Liam McParland didn’t start out as an English major when he came to VIU. Although he was able to fit in a few courses that “nurtured [his] interest in literature,” his goal throughout the first two years of his studies was eventually to go into medicine.

All the while, however, Liam’s love of reading and his sense of literature’s importance remained a constant: “Reading has molded and continues to mold who I am. Literature challenges me and has helped me to develop a better understanding of myself. The more I read, the more I become aware of how little I know and that’s why I’m drawn to English.“ 

Eventually, the challenge of exploring literature’s seemingly limitless scope—as well as its power to help us understand, on a fundamental level, who we are—prompted Liam to shift his academic focus from medicine to a BA in English. He’s currently in the 3rd year of his degree, and “couldn’t be happier” with his choice of program. Liam’s goal, moreover, is to pursue a career in teaching at the university level, thereby encouraging others to make discoveries about themselves and the world around them through the study of literature.

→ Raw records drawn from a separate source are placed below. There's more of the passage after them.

use super::error::{EntityApiErrorKind, Error};
use crate::social_post::Entity;
use chrono::Utc;
use entity::social_posts::*;
use entity::Id;
use sea_orm::{entity::prelude::*, ActiveValue::Set, DatabaseConnection, QueryOrder};

pub async fn create(db: &DatabaseConnection, post_model: Model) -> Result<Model, Error> {
    let now = Utc::now();

    let post_active_model: ActiveModel = ActiveModel {
        social_account_id: Set(post_model.social_account_id),
        caption: Set(post_model.caption),
        permalink: Set(post_model.permalink),
        posted_at: Set(post_model.posted_at),
        created_at: Set(now.into()),
        updated_at: Set(now.into()),
        ..Default::default()
    };

    Ok(post_active_model.insert(db).await?)
}

pub async fn delete_by_id(db: &DatabaseConnection, id: Id) -> Result<(), Error> {
    let post_model = Entity::find_by_id(id).one(db).await?.ok_or_else(|| Error {
        source: None,
        error_kind: EntityApiErrorKind::RecordNotFound,
    })?;
    post_model.delete(db).await?;
    Ok(())
}

/// Newest posts first, mirroring a profile feed.
pub async fn find_by_account(db: &DatabaseConnection, account_id: Id) -> Result<Vec<Model>, Error> {
    Ok(Entity::find()
        .filter(Column::SocialAccountId.eq(account_id))
        .order_by_desc(Column::PostedAt)
        .all(db)
        .await?)
}
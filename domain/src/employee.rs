pub use entity_api::employee::{create, delete_by_id, find_by_id, find_by_tenant, update};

In pursuing this career path, Liam has been fortunate to have an excellent role model and mentor in the VIU English Department: Professor Jeannie Martin, with whom he recently took ENGL 222. Professor Martin was not only “enthusiastic” and “informative” in her teaching but also “very supportive” of Liam’s interest in pursuing English studies further, offering “a lot of encouragement and advice” along the way. Not surprisingly, his supportive and enriching academic environment that Liam produced his prize-winning essay, “Egypt, India, Ideology: In An Antique Land as a Rebuttal to the Traditional Travel Text.” Liam’s eloquent and persuasive essay examines closely the parallel narrative structure of Amitav Ghosh’s fascinating text in order “to illustrate the catastrophic effects, both historical and contemporary, of Western imperialism and imperial narratives.” It’s a crucial subject to explore further in the contemporary global moment, Liam thinks. As he puts it, “the dissolution of colonial empires hasn’t resulted in the dissolution of the global power structures established under imperialism, and although the terminology may have changed, many of the ideas that maintain those power structures continue to infiltrate the media we consume.” 

Liam’s words of advice for other budding English scholars are “Never stop reading,” and his three favourite texts—The Master and Margarita by Mikhail Bulgakov, One Hundred Years of Solitude by Gabriel García Márquez, and A Portrait of the Artist as a Young Man by James Joyce—would provide an ideal starting point for this voyage of discovery.